A glimpse of DevOps:

Sushma Bandaru
Strategio
Published in
3 min readApr 15, 2022

In a traditional software development lifecycle, the common goal of the multiple teams involved is to deliver a quality and stable product. The quality of the project deliverable depends on many factors.

Waterfall approach

Source: https://www.umsl.edu/~hugheyd/is6840/waterfall.html

Let’s consider a product (say a mobile app) that is developed using a traditional Waterfall development model, where each phase of development is sequential. The product is delivered at the end of the development lifecycle. Any defects or new improvements will have to be feedback in the later revisions. This model works for a product that does not require constant updates. For instance, in recent times, the world witnessed a pandemic, due to multiple shortages, the companies were forced to evolve to cater to the customer needs and implement new features within a very short time. So, the traditional waterfall model would not be an ideal solution in this scenario. Definitely, the DevOps development methodology would be apt for a product that needs continuous improvements, because of its benefits which include improved collaboration, rapid deployment, speed, security, quality, and reliability.

DevOps

Every company adopting DevOps has its own definition of DevOps. To put it in simple terms, DevOps is a set of best practices, culture, and tools that helps to deliver quality and stable product at a high frequency.

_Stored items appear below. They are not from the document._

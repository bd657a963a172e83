use std::sync::Arc;

use axum::{
    extract::Path,
    http::StatusCode,
    Extension, Json,
};

use crate::{
    authentication::AuthUser,
    data_formats::{CommentRequest, MessageResponse, ScreamRequest, ScreamWithComments},
    db_helpers::{
        delete_scream_in_db, get_scream_with_comments_in_db, get_user_by_handle,
        insert_comment_in_db, insert_scream_in_db, like_scream_in_db, list_screams_in_db,
        unlike_scream_in_db,
    },
    errors::RequestError,
    models::{Comment, Scream},
    AppState,
};

use super::JsonResult;

pub async fn get_all_screams(Extension(state): Extension<Arc<AppState>>) -> JsonResult<Vec<Scream>> {
    let screams = list_screams_in_db(&state.pool).await?;
    Ok(Json(screams))
}

pub async fn post_scream(
    Extension(state): Extension<Arc<AppState>>,
    user: AuthUser,
    Json(request): Json<ScreamRequest>,
) -> JsonResult<Scream> {
    if request.body.trim().is_empty() {
        return Err(RequestError::BadRequest("body", "Field must not be empty"));
    }
    let author = get_user_by_handle(&state.pool, &user.handle)
        .await?
        .ok_or(RequestError::NotFound("User not found"))?;
    let scream =
        insert_scream_in_db(&state.pool, &user.handle, &request.body, &author.image_url).await?;
    Ok(Json(scream))
}

pub async fn get_scream(
    Extension(state): Extension<Arc<AppState>>,
    Path(scream_id): Path<i64>,
) -> JsonResult<ScreamWithComments> {
    let scream = get_scream_with_comments_in_db(&state.pool, scream_id).await?;
    Ok(Json(scream))
}

pub async fn delete_scream(
    Extension(state): Extension<Arc<AppState>>,
    user: AuthUser,
    Path(scream_id): Path<i64>,
) -> Result<(StatusCode, Json<MessageResponse>), RequestError> {
    delete_scream_in_db(&state.pool, scream_id, &user.handle).await?;
    state.wakeup.notify_one();
    Ok((
        StatusCode::CREATED,
        Json(MessageResponse {
            message: "Scream deleted successfully",
        }),
    ))
}

pub async fn like_scream(
    Extension(state): Extension<Arc<AppState>>,
    user: AuthUser,
    Path(scream_id): Path<i64>,
) -> JsonResult<ScreamWithComments> {
    let scream = like_scream_in_db(&state.pool, scream_id, &user.handle).await?;
    state.wakeup.notify_one();
    Ok(Json(scream))
}

pub async fn unlike_scream(
    Extension(state): Extension<Arc<AppState>>,
    user: AuthUser,
    Path(scream_id): Path<i64>,
) -> JsonResult<ScreamWithComments> {
    let scream = unlike_scream_in_db(&state.pool, scream_id, &user.handle).await?;
    state.wakeup.notify_one();
    Ok(Json(scream))
}

pub async fn comment_on_scream(
    Extension(state): Extension<Arc<AppState>>,
    user: AuthUser,
    Path(scream_id): Path<i64>,
    Json(request): Json<CommentRequest>,
) -> JsonResult<Comment> {
    if request.body.trim().is_empty() {
        return Err(RequestError::BadRequest(
            "comment",
            "Field must not be empty",
        ));
    }
    let author = get_user_by_handle(&state.pool, &user.handle)
        .await?
        .ok_or(RequestError::NotFound("User not found"))?;
    let comment = insert_comment_in_db(
        &state.pool,
        scream_id,
        &user.handle,
        &request.body,
        &author.image_url,
    )
    .await?;
    state.wakeup.notify_one();
    Ok(Json(comment))
}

In the DevOps model, the development and operation teams work in collaboration and not in “silos” like in the traditional development model. People with shared responsibility are brought together. These teams implement a technology stack and toolchain that can achieve Continuous Integration and Continuous Deployment. These teams use automation tools and create pipelines for CI/CD.

Source: https://cyara.com/solutions/devops-for-customer-experience/

As an example, in a DevOps implemented project, any new feature that was just coded would go through an automated pipeline, complete unit testing, and would be release ready. All these steps will be automated using the appropriate toolchains and with less or no manual intervention.

Use Case

Instacart is an American company that operates a grocery delivery and pick-up service in the United States and Canada. It releases software updates very frequently. Below is the version history from App Store.

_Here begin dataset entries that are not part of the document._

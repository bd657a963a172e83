use chrono::Utc;
use sqlx::{Sqlite, SqlitePool};

use crate::errors::RequestError;
use crate::events::{append_event, DomainEvent};
use crate::models::Comment;

use super::scream_helpers::fetch_scream;

/// Creates the comment and bumps the scream's denormalized comment_count in
/// one transaction, so the counter always equals the number of comment rows.
pub async fn insert_comment_in_db(
    pool: &SqlitePool,
    scream_id: i64,
    handle: &str,
    body: &str,
    user_image: &str,
) -> Result<Comment, RequestError> {
    let mut tx = pool.begin().await?;

    fetch_scream(&mut tx, scream_id).await?;

    sqlx::query("UPDATE screams SET comment_count = comment_count + 1 WHERE id = $1")
        .bind(scream_id)
        .execute(&mut tx)
        .await?;

    let comment = sqlx::query_as::<Sqlite, Comment>(
        "INSERT INTO comments (scream_id, user_handle, body, created_at, user_image) \
         VALUES ($1, $2, $3, $4, $5) \
         RETURNING id, scream_id, user_handle, body, created_at, user_image",
    )
    .bind(scream_id)
    .bind(handle)
    .bind(body)
    .bind(Utc::now())
    .bind(user_image)
    .fetch_one(&mut tx)
    .await?;

    append_event(
        &mut tx,
        &DomainEvent::CommentCreated {
            comment_id: comment.id,
            scream_id,
            user_handle: handle.to_owned(),
        },
    )
    .await?;

    tx.commit().await?;
    Ok(comment)
}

The challenge Instacart faced was, that it used a homegrown deployment tool that required continuous support from the developers. They used this tool to perform hundreds of deployments, and it became complex to maintain the tool as well as to perform the deployments frequently. They used AWS CodeDeploy to improve the existing continuous integration and delivery pipeline setup. They used appropriate tools to improve their deployment reliability. This helped them to focus on the core product and worry less about deployment operations. It is just one tool upgrade in the technology stack.

Using DevOps practices, the toolchain can be upgraded as necessary not only to make rapid delivery of the Product but to make the Product reliable, scalable, and secure.